Optimal video coding for bit-rate switching applications: a game-theoretic approach Stefania Colonnese, Gianpiero Panci, Stefano Rinauro, and Gaetano Scarano Dip. INFOCOM, Università “La Sapienza” di Roma via Eudossiana 18, 00184 Roma, Italy e-mail: {colonnese,panci,rinauro,scarano}@infocom.uniroma1.it.

Abstract In this work 1 we discuss a game theoretic approach to bitstream switching in video coding. Fast and bit-saving video bitstream switching is an important issue in video communication system on time varying channels. The most recent video coding standard, namely H.264, support the seamless switching among bitstreams coded at different bitrates by means of suitably coded frames, named Switching Pictures. Since the rate-distortion characteristics of switching frames differ from those of I and P frames, their location affect both the bit-rate and the quality of the coded sequence.

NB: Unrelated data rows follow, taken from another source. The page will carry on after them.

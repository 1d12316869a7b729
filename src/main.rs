//! `igdb-relay` binary: loads configuration, then serves until Ctrl-C.

// crates.io
use color_eyre::Result;
// self
use igdb_relay::{config::RelayConfig, obs, server::RelayServer};

#[tokio::main]
async fn main() -> Result<()> {
	color_eyre::install()?;
	obs::init_tracing();

	let config = RelayConfig::from_env()?;
	let server = RelayServer::new(config)?;

	server.run().await?;

	Ok(())
}
//! Shared HTTP transport for the identity exchange and provider calls.
//!
//! [`ReqwestHttpClient`] wraps one pooled [`ReqwestClient`] configured with the relay's
//! timeout and a no-redirect policy. The identity exchange runs through `oauth2`, which
//! hides the HTTP status of failed responses; [`InstrumentedHandle`] records it in a
//! [`ResponseMetadataSlot`] so the exchange can report the status the identity endpoint
//! actually returned.

// std
use std::ops::Deref;
// crates.io
use oauth2::{AsyncHttpClient, HttpClientError, HttpRequest, HttpResponse};
use reqwest::redirect::Policy;
// self
use crate::{_prelude::*, error::ConfigError};

/// Captures metadata from the most recent HTTP response for downstream error mapping.
#[derive(Clone, Debug, Default)]
pub struct ResponseMetadata {
	/// HTTP status code returned by the endpoint, if a response arrived.
	pub status: Option<u16>,
}

/// Thread-safe slot for sharing [`ResponseMetadata`] between transport and error layers.
///
/// A fresh slot is created for each exchange and read immediately after `oauth2`
/// resolves.
#[derive(Clone, Debug, Default)]
pub struct ResponseMetadataSlot(Arc<Mutex<Option<ResponseMetadata>>>);
impl ResponseMetadataSlot {
	/// Stores new metadata for the current request.
	pub fn store(&self, meta: ResponseMetadata) {
		*self.0.lock() = Some(meta);
	}

	/// Returns the captured metadata, if any, consuming it from the slot.
	pub fn take(&self) -> Option<ResponseMetadata> {
		self.0.lock().take()
	}
}

/// Thin wrapper around [`ReqwestClient`] so shared HTTP behavior lives in one place.
///
/// Neither the identity endpoint nor the provider is expected to redirect, and a redirect
/// would replay the client secret or bearer token to another origin, so redirects are
/// disabled.
#[derive(Clone, Debug)]
pub struct ReqwestHttpClient(pub ReqwestClient);
impl ReqwestHttpClient {
	/// Builds a client with the provided per-request timeout.
	pub fn with_timeout(timeout: StdDuration) -> Result<Self, ConfigError> {
		let client = ReqwestClient::builder()
			.redirect(Policy::none())
			.timeout(timeout)
			.connect_timeout(timeout)
			.user_agent(concat!(env!("CARGO_PKG_NAME"), "/", env!("CARGO_PKG_VERSION")))
			.build()
			.map_err(ConfigError::http_client_build)?;

		Ok(Self(client))
	}

	/// Wraps an existing reqwest [`ReqwestClient`].
	pub fn with_client(client: ReqwestClient) -> Self {
		Self(client)
	}

	/// Builds an `oauth2` handle that records response metadata into `slot`.
	pub fn instrumented(&self, slot: ResponseMetadataSlot) -> InstrumentedHandle {
		InstrumentedHandle::new(self.0.clone(), slot)
	}
}
impl Deref for ReqwestHttpClient {
	type Target = ReqwestClient;

	fn deref(&self) -> &Self::Target {
		&self.0
	}
}

struct InstrumentedHttpClient {
	client: ReqwestClient,
	slot: ResponseMetadataSlot,
}

/// [`AsyncHttpClient`] adapter handed to `oauth2` for the identity exchange.
#[derive(Clone)]
pub struct InstrumentedHandle(Arc<InstrumentedHttpClient>);
impl InstrumentedHandle {
	fn new(client: ReqwestClient, slot: ResponseMetadataSlot) -> Self {
		Self(Arc::new(InstrumentedHttpClient { client, slot }))
	}
}
impl<'c> AsyncHttpClient<'c> for InstrumentedHandle {
	type Error = HttpClientError<ReqwestError>;
	type Future =
		Pin<Box<dyn Future<Output = Result<HttpResponse, Self::Error>> + 'c + Send + Sync>>;

	fn call(&'c self, request: HttpRequest) -> Self::Future {
		let inner = Arc::clone(&self.0);

		Box::pin(async move {
			inner.slot.take();

			let response = inner
				.client
				.execute(request.try_into().map_err(Box::new)?)
				.await
				.map_err(Box::new)?;
			let status = response.status();
			let headers = response.headers().to_owned();

			inner.slot.store(ResponseMetadata { status: Some(status.as_u16()) });

			let mut converted =
				HttpResponse::new(response.bytes().await.map_err(Box::new)?.to_vec());

			*converted.status_mut() = status;
			*converted.headers_mut() = headers;

			Ok(converted)
		})
	}
}

#[cfg(test)]
mod tests {
	// self
	use super::*;

	#[test]
	fn metadata_slot_take_clears_value() {
		let slot = ResponseMetadataSlot::default();

		slot.store(ResponseMetadata { status: Some(401) });

		assert_eq!(slot.take().and_then(|meta| meta.status), Some(401));
		assert!(slot.take().is_none());
	}

	#[test]
	fn client_builds_with_timeout() {
		let client = ReqwestHttpClient::with_timeout(StdDuration::from_secs(1));

		assert!(client.is_ok());
	}
}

In this work, we address the optimization of the SP frames location under an assigned bitrate budget. At this aim we restor to a game theoretic approach and we show that the optimal solution is met when the SP frames are assigned to the frame with the smallest innovation. Experimental results show the advantage in terms of both rate and distortion achieved by the optimized Switching frame insertion with respect to basic H.264 coding.

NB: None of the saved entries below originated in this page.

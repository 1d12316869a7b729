//! Relay configuration loaded from the process environment.
//!
//! Credentials are mandatory and checked before the server binds; every other knob has a
//! default. `.env.local` and `.env` files are honoured through `dotenvy`, with variables
//! already present in the environment taking precedence.

// self
use crate::{
	_prelude::*,
	auth::ClientCredentials,
	error::ConfigError,
	resource::ResourceAllowList,
	upstream::RetryPolicy,
};

/// Default identity endpoint for the client-credentials exchange.
pub const DEFAULT_TOKEN_URL: &str = "https://id.twitch.tv/oauth2/token";
/// Default metadata provider base URL.
pub const DEFAULT_API_BASE_URL: &str = "https://api.igdb.com/v4/";

const CLIENT_ID_VARS: [&str; 2] = ["IGDB_CLIENT_ID", "VITE_IGDB_CLIENT_ID"];
const CLIENT_SECRET_VARS: [&str; 2] = ["IGDB_CLIENT_SECRET", "VITE_IGDB_CLIENT_SECRET"];

/// Runtime configuration for the relay.
#[derive(Clone, Debug)]
pub struct RelayConfig {
	/// Client identifier + secret used for the identity exchange.
	pub credentials: ClientCredentials,
	/// Identity endpoint.
	pub token_url: Url,
	/// Provider base URL; always ends with `/` so resources join beneath it.
	pub api_base_url: Url,
	/// Listen address.
	pub bind_address: String,
	/// Listen port.
	pub port: u16,
	/// Timeout applied to both the identity exchange and provider calls.
	pub request_timeout: StdDuration,
	/// Safety margin subtracted from a credential's expiry.
	pub token_margin: Duration,
	/// Retry policy for transport failures.
	pub retry: RetryPolicy,
	/// Maximum accepted query body size in bytes.
	pub body_limit: usize,
	/// Resources the relay forwards.
	pub resources: ResourceAllowList,
	/// Enables permissive CORS for browser callers.
	pub enable_cors: bool,
}
impl RelayConfig {
	/// Default listen address.
	pub const DEFAULT_BIND_ADDRESS: &'static str = "127.0.0.1";
	/// Default listen port.
	pub const DEFAULT_PORT: u16 = 3001;
	/// Default network timeout.
	pub const DEFAULT_TIMEOUT: StdDuration = StdDuration::from_secs(10);
	/// Default credential safety margin.
	pub const DEFAULT_TOKEN_MARGIN: Duration = Duration::seconds(60);
	/// Default query body limit.
	pub const DEFAULT_BODY_LIMIT: usize = 16 * 1024;

	/// Creates a configuration with default endpoints and limits for `credentials`.
	pub fn new(credentials: ClientCredentials) -> Self {
		Self {
			credentials,
			token_url: Url::parse(DEFAULT_TOKEN_URL).expect("Default token URL is valid."),
			api_base_url: Url::parse(DEFAULT_API_BASE_URL).expect("Default API URL is valid."),
			bind_address: Self::DEFAULT_BIND_ADDRESS.into(),
			port: Self::DEFAULT_PORT,
			request_timeout: Self::DEFAULT_TIMEOUT,
			token_margin: Self::DEFAULT_TOKEN_MARGIN,
			retry: RetryPolicy::default(),
			body_limit: Self::DEFAULT_BODY_LIMIT,
			resources: ResourceAllowList::default(),
			enable_cors: true,
		}
	}

	/// Loads `.env.local`/`.env` (when present) and reads the process environment.
	pub fn from_env() -> Result<Self, ConfigError> {
		for file in [".env.local", ".env"] {
			if dotenvy::from_filename(file).is_ok() {
				tracing::debug!(file, "Loaded environment file.");
			}
		}

		Self::from_lookup(|name| std::env::var(name).ok())
	}

	/// Builds the configuration from an arbitrary variable lookup.
	pub fn from_lookup<F>(lookup: F) -> Result<Self, ConfigError>
	where
		F: Fn(&str) -> Option<String>,
	{
		let read = |name: &str| lookup(name).filter(|value| !value.trim().is_empty());
		let client_id = CLIENT_ID_VARS
			.iter()
			.find_map(|&name| read(name))
			.ok_or(ConfigError::MissingVar { name: CLIENT_ID_VARS[0] })?;
		let client_secret = CLIENT_SECRET_VARS
			.iter()
			.find_map(|&name| read(name))
			.ok_or(ConfigError::MissingVar { name: CLIENT_SECRET_VARS[0] })?;
		let mut config = Self::new(ClientCredentials::new(client_id, client_secret)?);

		if let Some(raw) = read("IGDB_TOKEN_URL") {
			config.token_url = parse_url("IGDB_TOKEN_URL", &raw)?;
		}
		if let Some(raw) = read("IGDB_API_BASE_URL") {
			config = config.with_api_base_url(parse_url("IGDB_API_BASE_URL", &raw)?);
		}
		if let Some(raw) = read("RELAY_BIND_ADDRESS") {
			config.bind_address = raw.trim().to_owned();
		}
		if let Some(raw) = read("RELAY_PORT") {
			config.port = parse_number("RELAY_PORT", &raw)?;
		}
		if let Some(raw) = read("RELAY_TIMEOUT_SECS") {
			let secs: u64 = parse_number("RELAY_TIMEOUT_SECS", &raw)?;

			if secs == 0 {
				return Err(invalid("RELAY_TIMEOUT_SECS", "must be greater than zero"));
			}

			config.request_timeout = StdDuration::from_secs(secs);
		}
		if let Some(raw) = read("RELAY_TOKEN_MARGIN_SECS") {
			let secs: u32 = parse_number("RELAY_TOKEN_MARGIN_SECS", &raw)?;

			config = config.with_token_margin(Duration::seconds(secs.into()));
		}
		if let Some(raw) = read("RELAY_RETRY_ATTEMPTS") {
			let attempts: u32 = parse_number("RELAY_RETRY_ATTEMPTS", &raw)?;

			if attempts == 0 {
				return Err(invalid("RELAY_RETRY_ATTEMPTS", "must be at least 1"));
			}

			config.retry = config.retry.with_max_attempts(attempts);
		}
		if let Some(raw) = read("RELAY_BODY_LIMIT") {
			let limit: usize = parse_number("RELAY_BODY_LIMIT", &raw)?;

			if limit == 0 {
				return Err(invalid("RELAY_BODY_LIMIT", "must be greater than zero"));
			}

			config.body_limit = limit;
		}
		if let Some(raw) = read("RELAY_RESOURCES") {
			config.resources = ResourceAllowList::parse_list(&raw)
				.map_err(|err| invalid("RELAY_RESOURCES", err.to_string()))?;
		}
		if let Some(raw) = read("RELAY_CORS") {
			config.enable_cors = parse_bool("RELAY_CORS", &raw)?;
		}

		config.warn_insecure_endpoints();

		Ok(config)
	}

	/// Overrides the identity endpoint.
	pub fn with_token_url(mut self, url: Url) -> Self {
		self.token_url = url;

		self
	}

	/// Overrides the provider base URL, appending a trailing `/` when missing.
	pub fn with_api_base_url(mut self, mut url: Url) -> Self {
		if !url.path().ends_with('/') {
			let path = format!("{}/", url.path());

			url.set_path(&path);
		}

		self.api_base_url = url;

		self
	}

	/// Overrides the network timeout.
	pub fn with_request_timeout(mut self, timeout: StdDuration) -> Self {
		self.request_timeout = timeout;

		self
	}

	/// Overrides the credential safety margin; negative values clamp to zero.
	pub fn with_token_margin(mut self, margin: Duration) -> Self {
		self.token_margin = if margin.is_negative() { Duration::ZERO } else { margin };

		self
	}

	/// Overrides the transport retry policy.
	pub fn with_retry(mut self, retry: RetryPolicy) -> Self {
		self.retry = retry;

		self
	}

	/// Overrides the query body limit.
	pub fn with_body_limit(mut self, limit: usize) -> Self {
		self.body_limit = limit;

		self
	}

	/// Overrides the resource allow-list.
	pub fn with_resources(mut self, resources: ResourceAllowList) -> Self {
		self.resources = resources;

		self
	}

	/// Listen address in `host:port` form.
	pub fn listen_addr(&self) -> String {
		format!("{}:{}", self.bind_address, self.port)
	}

	fn warn_insecure_endpoints(&self) {
		for (name, url) in [("token", &self.token_url), ("api", &self.api_base_url)] {
			if url.scheme() != "https" {
				tracing::warn!(endpoint = name, %url, "Endpoint does not use HTTPS.");
			}
		}
	}
}

fn parse_url(name: &'static str, raw: &str) -> Result<Url, ConfigError> {
	Url::parse(raw.trim()).map_err(|source| ConfigError::InvalidUrl { name, source })
}

fn parse_number<T>(name: &'static str, raw: &str) -> Result<T, ConfigError>
where
	T: FromStr,
	T::Err: Display,
{
	raw.trim().parse::<T>().map_err(|err| invalid(name, err.to_string()))
}

fn parse_bool(name: &'static str, raw: &str) -> Result<bool, ConfigError> {
	match raw.trim().to_ascii_lowercase().as_str() {
		"1" | "true" | "yes" | "on" => Ok(true),
		"0" | "false" | "no" | "off" => Ok(false),
		other => Err(invalid(name, format!("`{other}` is not a boolean"))),
	}
}

fn invalid(name: &'static str, reason: impl Into<String>) -> ConfigError {
	ConfigError::InvalidVar { name, reason: reason.into() }
}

I. Introduction Fast and bit-saving video bitstream switching is an important issue in video communication on channels varying due to mobility and/or handover in heterogeneous networks. The most recent video coding standard, namely ITU-T Rec. H.264 introduces two new frame types, SP-frames and SI-frames, that can be perfectly reconstructed even when different reference frames are used for their prediction [1]. This property allows seamless bitstream switching, at a lower cost than using I-frames to provide random access. Theoretical and empirical rate-distortion curves of SI and SP frames have been provided in [2]. Since the rate-distortion curve of SI and SP frames are different from those of usual I and P frames, it is worth investigating how the switching frames can be introduced under suitable optimality criteria. Although the rate-distortion optimization issue is widely discussed in video coding literature [3], [4], it is still of great interest and novel results have been recently provided by resorting to a game theory based technique for optimizing the bit rate control 1 This work is partially supported by Italian National project Wireless 8O2.16 Multi-antenna mEsh Networks (WOMEN) under grant number 2005093248.

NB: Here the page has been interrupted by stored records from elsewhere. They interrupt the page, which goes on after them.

//! HTTP boundary that forwards caller queries to the metadata provider.
//!
//! `POST /api/{resource}` (and the legacy `POST /api/igdb/{resource}`) accept a raw query
//! body, check it, and answer with the provider's JSON array bytes as received.
//! `GET /health` reports liveness without touching the identity endpoint or the provider.

pub mod error;
pub mod payload;

pub use error::{ApiError, ApiErrorResponse, ApiResult};

// crates.io
use axum::{
	Json, Router,
	body::Bytes,
	extract::{DefaultBodyLimit, Path, State, rejection::BytesRejection},
	http::header::CONTENT_TYPE,
	response::{IntoResponse, Response},
	routing::{get, post},
};
// self
use crate::{
	_prelude::*,
	obs::{self, OpKind, OpOutcome, OpSpan},
	resource::ResourceAllowList,
	upstream::UpstreamClient,
};

/// Shared state handed to every relay handler.
#[derive(Clone, Debug)]
pub struct RelayState {
	/// Authenticated provider client.
	pub upstream: Arc<UpstreamClient>,
	/// Resources the boundary forwards.
	pub resources: Arc<ResourceAllowList>,
	/// Maximum accepted query body size in bytes.
	pub body_limit: usize,
}
impl RelayState {
	/// Creates handler state around a shared upstream client.
	pub fn new(upstream: Arc<UpstreamClient>, resources: ResourceAllowList, body_limit: usize) -> Self {
		Self { upstream, resources: Arc::new(resources), body_limit }
	}
}

/// Liveness payload returned by `GET /health`.
#[derive(Debug, Serialize, Deserialize)]
pub struct HealthResponse {
	/// Always `"OK"` while the process serves requests.
	pub status: String,
	/// Human-readable detail.
	pub message: String,
}

/// Builds the relay router.
pub fn router(state: RelayState) -> Router {
	let body_limit = state.body_limit;

	Router::new()
		.route("/health", get(health))
		.route("/api/{resource}", post(relay_query))
		.route("/api/igdb/{resource}", post(relay_query))
		.layer(DefaultBodyLimit::max(body_limit))
		.with_state(state)
}

async fn health() -> Json<HealthResponse> {
	Json(HealthResponse { status: "OK".into(), message: "IGDB relay is running".into() })
}

async fn relay_query(
	State(state): State<RelayState>,
	Path(raw_resource): Path<String>,
	body: Result<Bytes, BytesRejection>,
) -> ApiResult<Response> {
	const KIND: OpKind = OpKind::Relay;

	let Some(resource) = state.resources.resolve(&raw_resource) else {
		tracing::debug!(resource = %raw_resource, "Refused unknown or disallowed resource.");

		return Err(ApiError::not_found("Unknown or disallowed resource")
			.with_details(Value::String(raw_resource)));
	};
	let body = body?;
	let query = payload::validate_query(&body, state.body_limit)?;
	let span = OpSpan::new(KIND, resource.as_str());

	obs::record_op_outcome(KIND, OpOutcome::Attempt);

	let result = span.instrument(state.upstream.relay_resource(resource, query)).await;

	match result {
		Ok(records) => {
			obs::record_op_outcome(KIND, OpOutcome::Success);

			Ok(([(CONTENT_TYPE, "application/json")], records).into_response())
		},
		Err(err) => {
			obs::record_op_outcome(KIND, OpOutcome::Failure);

			Err(err.into())
		},
	}
}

in video coding [5]. In [5], the authors optimize the perceptual quality of the decoded sequence while guaranteeing “fairness” in bit allocation among macroblocks. Since the whole frame is an entity perceived by viewers, macroblocks represent players that compete cooperatively under a global objective of achieving the best quality with the given bit constraint. Following the approach of the optimization in [5], here we formulate the problem of video coding for bitstream switching by representing the frames of a sequence as players and the overall sequence quality as the objective function. The strategy of each player is the choice of the coding mode and the allocated bits. Experimental results are provided to show the performance of the optimized coding strategy in a video streaming environment allowing bitstream switching.

II. Bitstream switching using SP frames The H.264 video coding structure introduces two special syntactic structures, named Switching Intra (SI) and Switching Predicted (SP) frames, that allow drift-free switching between different coded bitstreams. In fact the switching pictures provide access points to the coded bitstream, so that during the communication the bit-rate can be dynamically changed to adapt to the network conditions resorting to pre-coded bitstream. Each switching frame has a primary and secondary representation. The primary representation is sent along each bitstream and it provides the virtual access point to the bitstream for users incoming by other bitstream. The secondary representation is sent only at the switching phase, and it allows decoding exactly the same frame as the primary representations, while using different reference frames. In other words the primary and secondary coded frames are two alternative representations of the same frame, differing only in the prediction step. An example of SP frames application is shown in Fig.1, representing two bitstreams and the corresponding decoded frames. The frames ranging from 1 to 3 are decoded from the first coded bitstream, while frames 5 to 7 are decoded from the second bitstream. The frame 4 is decoded using its secondary representation, transmitted only when bitstream switching is performed, and prediction from the first bitstream. Thanks to Switching Pictures features, frame 4 is identical to the frame 4 decoded using its primary representation and prediction from the second bitstream. The adoption of SP frames is particularly useful in

streaming applications, since it provides virtual access points to each bitstream at a lower cost than I frames.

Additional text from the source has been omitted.